BOSTON (AP) -- An emergency room doctor recalls the horror, confusion
and occasional triumph in an unusual, raw account of treating some of
the first victims of the deadly Station nightclub fire in February.
"The spirit of every physician who ever taught us whispered into our
ears that night, offering advice," writes Dr. Michael J. Dacey in his
vivid memoir published in today's New England Journal of Medicine.
Dacey worked that night in the emergency room at Kent County Memorial
Hospital, in Warwick, just two miles from the nightclub. The fire in
West Warwick killed 100 people and injured nearly 200 others.
Dozens of the victims poured through the emergency room doors at Kent in
the hours after the fire. Many were racked with pain or straining for
breath, their clothing and bodies reeking of smoke.
"I had always imagined that in a situation like this, there would have
to be a single person in charge -- one general to lead the effort.

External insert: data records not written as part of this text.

impl<A: Clone> MenuBar<A> {
    pub fn new(scope: MenuScope, menus: Vec<Menu<A>>) -> Self {
        Self {
            menus,
            scope,
            active: false,
            selected_menu: 0,
            selected_item: 0,
        }
    }

    pub fn global(menus: Vec<Menu<A>>) -> Self {
        Self::new(MenuScope::Global, menus)
    }

    pub fn window(menus: Vec<Menu<A>>) -> Self {
        Self::new(MenuScope::Window, menus)
    }

    pub fn scope(&self) -> MenuScope {
        self.scope
    }

    pub fn menus(&self) -> &[Menu<A>] {
        &self.menus
    }

    pub fn is_active(&self) -> bool {
        self.active
    }

    pub fn selected_menu(&self) -> usize {
        self.selected_menu
    }

    pub fn selected_item(&self) -> usize {
        self.selected_item
    }

    /// Open menu `index` with its first selectable item highlighted.
    pub fn open(&mut self, index: usize) {
        if index >= self.menus.len() {
            return;
        }
        self.active = true;
        self.select_menu(index);
    }

    pub fn close(&mut self) {
        self.active = false;
    }

    pub fn toggle(&mut self) {
        if self.active {
            self.close();
        } else {
            self.open(self.selected_menu.min(self.menus.len().saturating_sub(1)));
        }
    }

    fn select_menu(&mut self, index: usize) {
        self.selected_menu = index;
        self.selected_item = self.menus[index].first_selectable();
    }

    /// Column of each menu name on the bar.
    pub fn name_positions(&self, anchor: MenuAnchor) -> Vec<u16> {
        let mut x = anchor.x.saturating_add(2);
        self.menus
            .iter()
            .map(|menu| {
                let at = x;
                x = x.saturating_add(menu.name.chars().count() as u16 + 3);
                at
            })
            .collect()
    }

    fn name_at(&self, anchor: MenuAnchor, column: u16) -> Option<usize> {
        self.name_positions(anchor)
            .into_iter()
            .zip(&self.menus)
            .position(|(pos, menu)| {
                let len = menu.name.chars().count() as u16;
                column >= pos && column < pos + len + 2
            })
    }

    /// Text column and inner width of the open dropdown.
    fn dropdown_origin(&self, anchor: MenuAnchor) -> Option<(u16, u16)> {
        let menu = self.menus.get(self.selected_menu)?;
        let positions = self.name_positions(anchor);
        let mut x = positions[self.selected_menu];
        let width = menu.label_width() + 4;
        if self.scope == MenuScope::Window {
            let right = anchor.x as i32 + anchor.width as i32;
            if x as i32 - 1 + width as i32 + 2 > right {
                x = (anchor.x as i32 + 2).max(right - width as i32 - 2).max(0) as u16;
            }
        }
        Some((x, width))
    }

    /// Bordered area of the open dropdown, or `None` while closed.
    pub fn dropdown_rect(&self, anchor: MenuAnchor) -> Option<Rect> {
        if !self.active {
            return None;
        }
        let (x, width) = self.dropdown_origin(anchor)?;
        let items = self.menus[self.selected_menu].items.len() as u16;
        Some(Rect {
            x: x.saturating_sub(1),
            y: anchor.row.saturating_add(1),
            width: width + 2,
            height: items + 2,
        })
    }

    pub fn hit_dropdown(&self, anchor: MenuAnchor, column: u16, row: u16) -> bool {
        self.dropdown_rect(anchor)
            .is_some_and(|rect| rect_contains(rect, column, row))
    }

    /// Item index under an item row of the open dropdown.
    fn item_at(&self, anchor: MenuAnchor, column: u16, row: u16) -> Option<usize> {
        let rect = self.dropdown_rect(anchor)?;
        let first_row = anchor.row.saturating_add(2);
        let items = self.menus[self.selected_menu].items.len() as u16;
        let inside_x = column >= rect.x && column < rect.x + rect.width;
        (inside_x && row >= first_row && row < first_row + items)
            .then(|| (row - first_row) as usize)
    }

    /// Track the pointer while open. Returns `true` when the pointer is over
    /// the bar row or the dropdown.
    pub fn handle_hover(&mut self, anchor: MenuAnchor, column: u16, row: u16) -> bool {
        if !self.active {
            return false;
        }
        if row == anchor.row {
            if let Some(index) = self.name_at(anchor, column)
                && index != self.selected_menu
            {
                self.select_menu(index);
            }
            return true;
        }
        if !self.hit_dropdown(anchor, column, row) {
            return false;
        }
        if let Some(index) = self.item_at(anchor, column, row)
            && !self.menus[self.selected_menu].items[index].is_separator()
        {
            self.selected_item = index;
        }
        true
    }

    /// A click on the bar opens or toggles a menu; a click on an item
    /// returns its action and closes; any other click closes.
    pub fn handle_click(&mut self, anchor: MenuAnchor, column: u16, row: u16) -> Option<A> {
        if row == anchor.row {
            match self.name_at(anchor, column) {
                Some(index) if self.active && index == self.selected_menu => self.close(),
                Some(index) => self.open(index),
                None => self.close(),
            }
            return None;
        }
        if !self.active {
            return None;
        }
        match self.item_at(anchor, column, row) {
            Some(index) => {
                let action = self.menus[self.selected_menu].items[index].action.clone();
                if action.is_some() {
                    self.close();
                }
                action
            }
            None => {
                self.close();
                None
            }
        }
    }

    pub fn handle_key(&mut self, key: &KeyEvent, bindings: &KeyBindings) -> MenuKeyOutcome<A> {
        if !self.active || self.menus.is_empty() {
            return MenuKeyOutcome::Ignored;
        }
        let count = self.menus.len();
        if bindings.matches(Action::MenuLeft, key) {
            self.select_menu((self.selected_menu + count - 1) % count);
        } else if bindings.matches(Action::MenuRight, key) {
            self.select_menu((self.selected_menu + 1) % count);
        } else if bindings.matches(Action::MenuUp, key) {
            self.step_item(false);
        } else if bindings.matches(Action::MenuDown, key) {
            self.step_item(true);
        } else if bindings.matches(Action::MenuSelect, key) {
            let action = self.menus[self.selected_menu]
                .items
                .get(self.selected_item)
                .and_then(|item| item.action.clone());
            if let Some(action) = action {
                self.close();
                return MenuKeyOutcome::Selected(action);
            }
        } else if bindings.matches(Action::MenuClose, key) {
            self.close();
            return MenuKeyOutcome::Closed;
        }
        MenuKeyOutcome::Consumed
    }

    /// Move the highlight one selectable item, wrapping past either end.
    fn step_item(&mut self, forward: bool) {
        let items = &self.menus[self.selected_menu].items;
        let len = items.len();
        if items.iter().all(MenuItem::is_separator) {
            return;
        }
        let mut index = self.selected_item;
        loop {
            index = if forward {
                (index + 1) % len
            } else {
                (index + len - 1) % len
            };
            if !items[index].is_separator() {
                break;
            }
        }
        self.selected_item = index;
    }

    /// Draw the bar row. `focused` dims window menus of inactive windows.
    pub fn render_bar(&self, frame: &mut UiFrame<'_>, anchor: MenuAnchor, focused: bool) {
        let bar = if focused {
            theme::menu_style(false)
        } else {
            theme::style(theme::window_inactive_fg(), theme::menu_bg())
        };
        if self.scope == MenuScope::Global {
            frame.fill(Rect::new(anchor.x, anchor.row, anchor.width, 1), " ", bar);
            frame.set_string(anchor.x, anchor.row, " ≡", bar);
        }
        for (index, (pos, menu)) in self
            .name_positions(anchor)
            .into_iter()
            .zip(&self.menus)
            .enumerate()
        {
            let style = theme::menu_style(self.active && index == self.selected_menu);
            frame.set_string(pos, anchor.row, &format!(" {} ", menu.name), style);
        }
    }

    pub fn render_dropdown(&self, frame: &mut UiFrame<'_>, anchor: MenuAnchor) {
        let Some(rect) = self.dropdown_rect(anchor) else {
            return;
        };
        let Some((x, width)) = self.dropdown_origin(anchor) else {
            return;
        };
        let plain = theme::menu_style(false);
        frame.fill(rect, " ", plain);
        frame.draw_box(rect, plain, false);
        let first_row = anchor.row.saturating_add(2);
        for (index, item) in self.menus[self.selected_menu].items.iter().enumerate() {
            let row = first_row + index as u16;
            if item.is_separator() {
                frame.set_string(x, row, &"─".repeat(width as usize), plain);
            } else {
                let style = theme::menu_style(index == self.selected_item);
                let label = format!(" {} ", fit_to_width(&item.label, width as usize - 2));
                frame.set_string(x, row, &label, style);
            }
        }
    }
}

Nothing could have been further from the reality: from the clinical
medicine standpoint, there were at least 30 leaders, each gathered with
a small team at the bedsides of the most critically ill patients,"
writes Dacey.
People acted quickly and improvised. A pharmacist dumped the hospital's
whole reserve of morphine into small buckets so personnel could dull the
terrible pain of the burn victims. At another moment, the hospital
nearly ran out of ventilators, but more were delivered.
In the end, Dacey wonders whether the emergency room could have done
better.
However, he says rescuers and doctors acted courageously and skillfully
and "probably saved more lives than the fire took."